Cellular and behavioural profile of the novel, selective neurokinin1 receptor antagonist, vestipitant: A comparison to other agents

This study characterized the novel neurokinin (NK)1 antagonist, vestipitant, under clinical evaluation for treatment of anxiety and depression. Vestipitant possessed high affinity for human NK1 receptors (pKi, 9.4), and potently blocked Substance P-mediated phosphorylation of Extracellular-Regulated-Kinase. In vivo, it occupied central NK1 receptors in gerbils (Inhibitory Dose50, 0.11 mg/kg). At similar doses, it abrogated nociception elicited by formalin in gerbils, and blocked foot-tapping and locomotion elicited by the NK1 agonist, GR73632, in gerbils and guinea pigs, respectively.
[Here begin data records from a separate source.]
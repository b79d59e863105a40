// Copyright 2022 Webb Technologies Inc.
//
// Licensed under the Apache License, Version 2.0 (the "License");
// you may not use this file except in compliance with the License.
// You may obtain a copy of the License at
//
// http://www.apache.org/licenses/LICENSE-2.0
//
// Unless required by applicable law or agreed to in writing, software
// distributed under the License is distributed on an "AS IS" BASIS,
// WITHOUT WARRANTIES OR CONDITIONS OF ANY KIND, either express or implied.
// See the License for the specific language governing permissions and
// limitations under the License.

use std::collections::HashMap;
use std::sync::Arc;
use std::time::Duration;

use ethers::types::{Address, H256};
use tokio::sync::mpsc;

use crossbridge_relayer_config::evm::{EvmChainConfig, HandlerKind};
use crossbridge_relayer_context::Shutdown;
use crossbridge_relayer_core::EventSource;
use crossbridge_relayer_store::BlockCursorStore;
use crossbridge_relayer_types::{DomainId, Message};
use crossbridge_relayer_utils::retry::ConstantWithMaxRetryCount;
use crossbridge_relayer_utils::{probe, Error, Result};

use crate::client::BridgeClient;
use crate::handlers;

/// Polls one EVM chain for confirmed deposits and turns them into
/// messages.
///
/// Blocks are processed strictly in order, one at a time, and the cursor
/// is only advanced after every deposit in the block has been handed to
/// the router. A crash therefore re-processes at most one block, and the
/// destination's on-chain proposal status absorbs the replay.
pub struct EvmListener<C, S> {
    chain_name: String,
    domain_id: DomainId,
    client: Arc<C>,
    store: S,
    // handler contract address -> the codec it speaks.
    decoders: HashMap<Address, HandlerKind>,
    block_confirmations: u64,
    polling_interval: Duration,
    block_retries: usize,
    block_retry_interval: Duration,
}

impl<C, S> EvmListener<C, S>
where
    C: BridgeClient,
    S: BlockCursorStore,
{
    /// Builds a listener for the configured chain.
    pub fn new(config: &EvmChainConfig, client: Arc<C>, store: S) -> Self {
        let decoders = config
            .resources
            .iter()
            .map(|r| (r.handler, r.kind))
            .collect();
        Self {
            chain_name: config.name.clone(),
            domain_id: config.domain_id,
            client,
            store,
            decoders,
            block_confirmations: u64::from(config.block_confirmations),
            polling_interval: Duration::from_millis(config.polling_interval),
            block_retries: config.block_retries,
            block_retry_interval: Duration::from_millis(
                config.block_retry_interval,
            ),
        }
    }

    /// Sleeps one polling interval, returning `true` if shutdown fired.
    async fn sleep_or_shutdown(&self, shutdown: &mut Shutdown) -> bool {
        tokio::select! {
            _ = shutdown.recv() => true,
            _ = tokio::time::sleep(self.polling_interval) => false,
        }
    }

    async fn process_block_with_retry(
        &self,
        block: u64,
        last_hash: &mut Option<H256>,
        messages: &mpsc::Sender<Message>,
    ) -> Result<()> {
        let backoff = ConstantWithMaxRetryCount::new(
            self.block_retry_interval,
            self.block_retries,
        );
        let hash = backoff::future::retry(backoff, || async {
            self.process_block(block, last_hash.as_ref(), messages)
                .await
                .map_err(|e| {
                    tracing::event!(
                        target: probe::TARGET,
                        tracing::Level::DEBUG,
                        kind = %probe::Kind::Retry,
                        chain = %self.chain_name,
                        block,
                        error = %e,
                    );
                    backoff::Error::transient(e)
                })
        })
        .await?;
        // only remember the hash of a fully processed block.
        *last_hash = Some(hash);
        Ok(())
    }

    /// Fetches one confirmed block, decodes its deposits and forwards
    /// them in log order, returning the block's hash. Sends block on the
    /// channel, so a slow router applies backpressure here instead of
    /// dropping messages.
    async fn process_block(
        &self,
        block: u64,
        last_hash: Option<&H256>,
        messages: &mpsc::Sender<Message>,
    ) -> Result<H256> {
        let info = self.client.block_info(block).await?;
        if let Some(prev) = last_hash {
            // a broken parent link means the chain reorganized under us;
            // retrying re-reads the canonical block.
            if info.parent_hash != *prev {
                tracing::warn!(
                    block,
                    "parent hash mismatch, chain reorganized",
                );
                return Err(Error::Generic(
                    "parent hash mismatch after a reorg",
                ));
            }
        }
        let logs = self.client.deposit_logs_in_block(block).await?;
        for log in &logs {
            let kind = match self.decoders.get(&log.handler) {
                Some(kind) => *kind,
                None => {
                    // a deposit through a handler we are not configured
                    // to relay; other relayers may carry it.
                    tracing::warn!(
                        handler = ?log.handler,
                        deposit_nonce = log.deposit_nonce,
                        "skipping deposit: {}",
                        Error::UnregisteredHandler {
                            handler: log.handler
                        },
                    );
                    continue;
                }
            };
            let message =
                match handlers::decode_deposit(kind, self.domain_id, log) {
                    Ok(message) => message,
                    Err(e) => {
                        tracing::warn!(
                            deposit_nonce = log.deposit_nonce,
                            "skipping undecodable deposit: {}",
                            e,
                        );
                        continue;
                    }
                };
            tracing::event!(
                target: probe::TARGET,
                tracing::Level::DEBUG,
                kind = %probe::Kind::Relay,
                chain = %self.chain_name,
                message = %message,
            );
            messages
                .send(message)
                .await
                .map_err(|_| Error::EventStreamClosed)?;
        }
        Ok(info.hash)
    }
}

#[async_trait::async_trait]
impl<C, S> EventSource for EvmListener<C, S>
where
    C: BridgeClient,
    S: BlockCursorStore + 'static,
{
    /// Polls for deposits until the shutdown signal fires.
    ///
    /// Never returns an error directly: anything unrecoverable, such as a
    /// block that still fails after the bounded retries, is reported on
    /// `sys_err` and the listener stops.
    #[tracing::instrument(
        skip_all,
        fields(chain = %self.chain_name, domain_id = %self.domain_id),
    )]
    async fn listen_to_events(
        &self,
        start_block: u64,
        mut shutdown: Shutdown,
        messages: mpsc::Sender<Message>,
        sys_err: mpsc::Sender<Error>,
    ) {
        tracing::event!(
            target: probe::TARGET,
            tracing::Level::DEBUG,
            kind = %probe::Kind::Lifecycle,
            chain = %self.chain_name,
            started = true,
            start_block,
        );
        let mut next_block = start_block;
        let mut last_hash: Option<H256> = None;
        loop {
            // only stop at a block boundary, never mid-block.
            if shutdown.is_shutdown() {
                tracing::debug!("listener stopping on shutdown");
                return;
            }
            let head = match self.client.latest_block().await {
                Ok(head) => head,
                Err(e) => {
                    // transient node trouble; try again next tick.
                    tracing::warn!("failed to fetch chain head: {}", e);
                    if self.sleep_or_shutdown(&mut shutdown).await {
                        return;
                    }
                    continue;
                }
            };
            if head < next_block + self.block_confirmations {
                tracing::trace!(
                    head,
                    next_block,
                    "waiting for more confirmations",
                );
                if self.sleep_or_shutdown(&mut shutdown).await {
                    return;
                }
                continue;
            }
            match self
                .process_block_with_retry(next_block, &mut last_hash, &messages)
                .await
            {
                Ok(()) => {
                    if let Err(e) =
                        self.store.store_block(self.domain_id, next_block)
                    {
                        // losing the cursor means losing restart safety.
                        tracing::error!(
                            "failed to persist block cursor: {}",
                            e
                        );
                        let _ = sys_err.send(e).await;
                        return;
                    }
                    tracing::event!(
                        target: probe::TARGET,
                        tracing::Level::DEBUG,
                        kind = %probe::Kind::Sync,
                        chain = %self.chain_name,
                        block = next_block,
                    );
                    next_block += 1;
                }
                Err(e) => {
                    tracing::error!(
                        block = next_block,
                        "giving up on block: {}",
                        e,
                    );
                    let _ = sys_err
                        .send(Error::BlockRetriesExhausted {
                            domain_id: self.domain_id.0,
                            block: next_block,
                        })
                        .await;
                    return;
                }
            }
        }
    }
}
Further, vestipitant attenuated fear-induced foot-tapping in gerbils, separation-induced distress-vocalizations in guinea pigs, marble-burying behaviour in mice, and displayed anxiolytic actions in Vogel conflict and fear-induced ultrasonic vocalization procedures in rats. These actions were mimicked by CP99,994, L733,060 and GR205,171 which acted stereoselectively vs its less active isomer, GR226,206. In conclusion, vestipitant is a potent NK1 receptor antagonist: its actions support the utility of NK1 receptor blockade in the alleviation of anxiety and, possibly, depression.